=== MATERIAL TO PROCESS ===
//! Image descriptor consumed by tickets and runners.
//!
//! Pixels are interleaved `f32` channels, row-major, tightly packed. Images
//! are shared through `ImageHandle`, whose identity is the identity of the
//! underlying storage.

use crate::pipeline::error::{PipelineError, PipelineResult};
use serde::{Deserialize, Serialize};
use std::sync::{Arc, RwLock, RwLockReadGuard, RwLockWriteGuard};

/// Channel layout of an image.
#[derive(Debug, Clone, Copy, PartialEq, Eq, Hash, Serialize, Deserialize)]
pub struct PixelLayout {
    pub channels: u8,
}

impl PixelLayout {
    pub const GRAY: PixelLayout = PixelLayout { channels: 1 };
    pub const RGB: PixelLayout = PixelLayout { channels: 3 };
    pub const RGBA: PixelLayout = PixelLayout { channels: 4 };

    pub fn channels(self) -> usize {
        self.channels as usize
    }
}

impl Default for PixelLayout {
    fn default() -> Self {
        Self::RGB
    }
}

/// Requested region in pixel units. Fractional values allow sub-pixel sampling;
/// [`Rect::pixel_bounds`] snaps outward to whole pixels.
#[derive(Debug, Clone, Copy, PartialEq, Default)]
pub struct Rect {
    pub x: f64,
    pub y: f64,
    pub width: f64,
    pub height: f64,
}

impl Rect {
    pub const fn new(x: f64, y: f64, width: f64, height: f64) -> Self {
        Self {
            x,
            y,
            width,
            height,
        }
    }

    pub fn is_empty(&self) -> bool {
        self.width <= 0.0 || self.height <= 0.0
    }

    /// Whole pixel region `(x, y, width, height)` covering this rectangle.
    pub fn pixel_bounds(&self) -> (usize, usize, usize, usize) {
        let x0 = self.x.max(0.0).floor();
        let y0 = self.y.max(0.0).floor();
        let x1 = (self.x + self.width).max(0.0).ceil();
        let y1 = (self.y + self.height).max(0.0).ceil();
        (
            x0 as usize,
            y0 as usize,
            (x1 - x0).max(0.0) as usize,
            (y1 - y0).max(0.0) as usize,
        )
    }
}

/// Owned pixel storage.
#[derive(Debug, Clone, PartialEq)]
pub struct Image {
    width: usize,
    height: usize,
    layout: PixelLayout,
    data: Vec<f32>,
}

fn sample_count(width: usize, height: usize, layout: PixelLayout) -> Option<usize> {
    width.checked_mul(height)?.checked_mul(layout.channels())
}

impl Image {
    /// Zero-filled image.
    ///
    /// # Panics
    ///
    /// Panics if the sample count overflows. Use [`Image::try_new`] for sizes
    /// that come from options or requests.
    pub fn new(width: usize, height: usize, layout: PixelLayout) -> Self {
        Self {
            width,
            height,
            layout,
            data: vec![0.0; width * height * layout.channels()],
        }
    }

    /// Zero-filled image, or [`PipelineError::AllocationFailure`] when the
    /// storage cannot be sized or reserved.
    pub fn try_new(width: usize, height: usize, layout: PixelLayout) -> PipelineResult<Self> {
        let too_large = || {
            PipelineError::AllocationFailure(format!(
                "{}x{} image with {} channel(s)",
                width,
                height,
                layout.channels()
            ))
        };
        let len = sample_count(width, height, layout).ok_or_else(too_large)?;
        let mut data = Vec::new();
        data.try_reserve_exact(len).map_err(|_| too_large())?;
        data.resize(len, 0.0);
        Ok(Self {
            width,
            height,
            layout,
            data,
        })
    }

    /// Set every pixel to `value`. Extra or missing channels are ignored.
    pub fn fill(&mut self, value: &[f32]) {
        let c = self.layout.channels();
        if c == 0 {
            return;
        }
        let n = c.min(value.len());
        for px in self.data.chunks_exact_mut(c) {
            px[..n].copy_from_slice(&value[..n]);
        }
    }

    /// Wrap existing samples. Returns `None` when the length does not match.
    pub fn from_samples(
        width: usize,
        height: usize,
        layout: PixelLayout,
        data: Vec<f32>,
    ) -> Option<Self> {
        (sample_count(width, height, layout) == Some(data.len())).then_some(Self {
            width,
            height,
            layout,
            data,
        })
    }

    pub fn width(&self) -> usize {
        self.width
    }

    pub fn height(&self) -> usize {
        self.height
    }

    pub fn layout(&self) -> PixelLayout {
        self.layout
    }

    pub fn samples(&self) -> &[f32] {
        &self.data
    }

    pub fn samples_mut(&mut self) -> &mut [f32] {
        &mut self.data
    }

    pub fn full_rect(&self) -> Rect {
        Rect::new(0.0, 0.0, self.width as f64, self.height as f64)
    }

    pub fn row(&self, y: usize) -> &[f32] {
        let stride = self.width * self.layout.channels();
        &self.data[y * stride..(y + 1) * stride]
    }

    pub fn row_mut(&mut self, y: usize) -> &mut [f32] {
        let stride = self.width * self.layout.channels();
        &mut self.data[y * stride..(y + 1) * stride]
    }

    pub fn pixel(&self, x: usize, y: usize) -> &[f32] {
        let c = self.layout.channels();
        let start = (y * self.width + x) * c;
        &self.data[start..start + c]
    }

    pub fn pixel_mut(&mut self, x: usize, y: usize) -> &mut [f32] {
        let c = self.layout.channels();
        let start = (y * self.width + x) * c;
        &mut self.data[start..start + c]
    }

    /// Copy a `width`×`height` block from `src` at `(sx, sy)` to `(dx, dy)`.
    ///
    /// The block is clipped to both images. Layouts must agree; channels beyond
    /// the smaller layout are left untouched. Returns the number of pixels copied.
    pub fn copy_region(
        &mut self,
        (dx, dy): (usize, usize),
        src: &Image,
        (sx, sy): (usize, usize),
        (width, height): (usize, usize),
    ) -> usize {
        let w = width
            .min(self.width.saturating_sub(dx))
            .min(src.width.saturating_sub(sx));
        let h = height
            .min(self.height.saturating_sub(dy))
            .min(src.height.saturating_sub(sy));
        let c = self.layout.channels().min(src.layout.channels());
        for row in 0..h {
            for col in 0..w {
                let from = src.pixel(sx + col, sy + row);
                let to = self.pixel_mut(dx + col, dy + row);
                to[..c].copy_from_slice(&from[..c]);
            }
        }
        w * h
    }
}

/// Shared handle to an image. Clones share storage.
#[derive(Debug, Clone)]
pub struct ImageHandle(Arc<RwLock<Image>>);

impl ImageHandle {
    pub fn new(image: Image) -> Self {
        Self(Arc::new(RwLock::new(image)))
    }

    pub fn read(&self) -> RwLockReadGuard<'_, Image> {
        self.0.read().unwrap_or_else(|poisoned| poisoned.into_inner())
    }

    pub fn write(&self) -> RwLockWriteGuard<'_, Image> {
        self.0.write().unwrap_or_else(|poisoned| poisoned.into_inner())
    }

    /// Whether both handles point at the same storage.
    pub fn same_storage(&self, other: &ImageHandle) -> bool {
        Arc::ptr_eq(&self.0, &other.0)
    }

    /// Snapshot of the current pixels.
    pub fn to_image(&self) -> Image {
        self.read().clone()
    }

    pub fn dimensions(&self) -> (usize, usize) {
        let img = self.read();
        (img.width(), img.height())
    }
}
===
Copy every line from the data that includes the string "other".

TASK RESULT:
    pub fn same_storage(&self, other: &ImageHandle) -> bool {
        Arc::ptr_eq(&self.0, &other.0)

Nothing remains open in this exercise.